You can play through to the end and you won’t get all the answers to the questions that plague the game. You can play through to the end more than once – there are different endings – and you’ll still be wondering what the hell it’s all about. About why there’s a freakish ghost who drags a wheeled leg behind her as she shuffles through the rooms searching for you, or the pitiful apparition of a crying child whose sobs follow you through every level where she appears. About the unsettling inferences to authoritarian dystopias, or the bizarre “fragment of reality” cut scenes you’ll stumble onto occasionally. There are never concrete answers. It isn’t that sort of game.

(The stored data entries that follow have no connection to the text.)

/// Main application state.
pub struct PostCraftApp {
    config: AppConfig,
    fonts: FontBook,
    inference: Arc<LazyClient<HttpInferenceClient>>,
    identity: Arc<LazyClient<HttpIdentityClient>>,

    route: Route,
    session: Option<Session>,
    login_form: login::LoginForm,
    users: Vec<UserRecord>,

    draft: PostDraft,
    geometry: OverlayGeometry,
    controller: InteractionController,
    image: Option<ImageAsset>,
    image_texture: Option<egui::TextureHandle>,
    /// Width of the preview container in the last frame.
    preview_width: f32,
    /// Largest texture side the renderer accepts.
    max_texture_side: usize,

    tasks: TaskRunner<TaskOutcome>,
    notices: NoticeStack,
}
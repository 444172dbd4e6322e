// Copyright (c) 2025, Jason Jenkins
// SPDX-License-Identifier: BSD-3-Clause

//! Administrator dashboard: review and approve accounts.

use crate::services::identity::{ApprovalStatus, Role, UserRecord};

pub enum AdminAction {
    None,
    Refresh,
    SetStatus { uid: String, status: ApprovalStatus },
    BackToEditor,
}

pub fn show(ui: &mut egui::Ui, users: &[UserRecord], busy: bool) -> AdminAction {
    let mut action = AdminAction::None;

    ui.horizontal(|ui| {
        ui.heading("User Management");
        ui.with_layout(egui::Layout::right_to_left(egui::Align::Center), |ui| {
            if ui.button("Back to editor").clicked() {
                action = AdminAction::BackToEditor;
            }
            if ui.add_enabled(!busy, egui::Button::new("⟳ Refresh")).clicked() {
                action = AdminAction::Refresh;
            }
            if busy {
                ui.spinner();
            }
        });
    });
    ui.separator();

    if users.is_empty() {
        ui.label(egui::RichText::new("No users found.").weak());
        return action;
    }

    egui::ScrollArea::vertical().show(ui, |ui| {
        egui::Grid::new("users_grid")
            .num_columns(5)
            .striped(true)
            .spacing([16.0, 8.0])
            .show(ui, |ui| {
                for header in ["Email", "Role", "Status", "Registered", "Actions"] {
                    ui.label(egui::RichText::new(header).strong());
                }
                ui.end_row();

                for user in users {
                    ui.label(&user.email);
                    ui.label(match user.role {
                        Role::Admin => "admin",
                        Role::User => "user",
                    });
                    ui.label(status_text(user.approval_status));
                    ui.label(user.created_at.get(..10).unwrap_or(&user.created_at));
                    ui.horizontal(|ui| {
                        if user.approval_status == ApprovalStatus::Pending {
                            if ui.add_enabled(!busy, egui::Button::new("Approve")).clicked() {
                                action = AdminAction::SetStatus {
                                    uid: user.uid.clone(),
                                    status: ApprovalStatus::Approved,
                                };
                            }
                            if ui.add_enabled(!busy, egui::Button::new("Deny")).clicked() {
                                action = AdminAction::SetStatus {
                                    uid: user.uid.clone(),
                                    status: ApprovalStatus::Denied,
                                };
                            }
                        }
                    });
                    ui.end_row();
                }
            });
    });
    action
}

fn status_text(status: ApprovalStatus) -> egui::RichText {
    let color = match status {
        ApprovalStatus::Pending => egui::Color32::from_rgb(220, 180, 60),
        ApprovalStatus::Approved => egui::Color32::from_rgb(90, 190, 110),
        ApprovalStatus::Denied => egui::Color32::from_rgb(220, 90, 90),
    };
    egui::RichText::new(status.label()).color(color)
}
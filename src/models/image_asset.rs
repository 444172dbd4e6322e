// Copyright (c) 2025, Jason Jenkins
// SPDX-License-Identifier: BSD-3-Clause

//! The uploaded photo.

use base64::Engine;
use std::sync::Arc;

/// An uploaded photo: the original encoded payload plus its natural size.
///
/// The encoded bytes are shared so that background work (inference calls,
/// export) can hold them without copying.
#[derive(Debug, Clone, PartialEq)]
pub struct ImageAsset {
    pub file_name: String,
    pub mime_type: String,
    pub bytes: Arc<[u8]>,
    pub width: u32,
    pub height: u32,
}

impl ImageAsset {
    /// Width divided by height of the natural image.
    pub fn aspect(&self) -> f64 {
        if self.height == 0 {
            return 1.0;
        }
        self.width as f64 / self.height as f64
    }

    /// Encode the payload as a `data:<mime>;base64,<...>` URI.
    pub fn data_uri(&self) -> String {
        format!(
            "data:{};base64,{}",
            self.mime_type,
            base64::engine::general_purpose::STANDARD.encode(&self.bytes)
        )
    }
}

What it does give you is a lot of intrigue puzzling over the narrative scraps that you’ve been fed and also in marveling over the creative manner in which they’re delivered. It’s kind of hard to describe the way in which the game uses its unreliable narrator and the fourth wall to really communicate the idea of a mind in turmoil. But here’s one example: a missing diary is a crucial component of the plot, and sometimes the game will interrupt the narrator’s ramblings with flashes of diary pages that actually make sense in the context of the conversation. You feel like you’re talking to yourself for no good reason.

While the plot does most of the grunt work in terms of pulling you on through the more turgid bits of gameplay, it’s aided and abetted by the visual and sound design. Don’t let the cartoon graphics fool you: when the lights fizz and go out and eyeballs start coming through the walls you’ll still jump like a five-year old. And the disembodied voices of the phantoms that stalk your home, searching for you, whisper messages you may prefer to forget.

There was more than one occasion in Knock-Knock when I wished that ephemeral things like the narrative and the sound weren’t quite so compelling and I could abandon the game over the poor mechanics. But they are, and I couldn’t. Whether this can really be recommended, especially at launch price, depends strongly on how patient you are with repetitive play. Sadly there’s no demo version to try and find out. But perhaps that’s all part of the mysterious and alienating themes that pervade the game from the outset.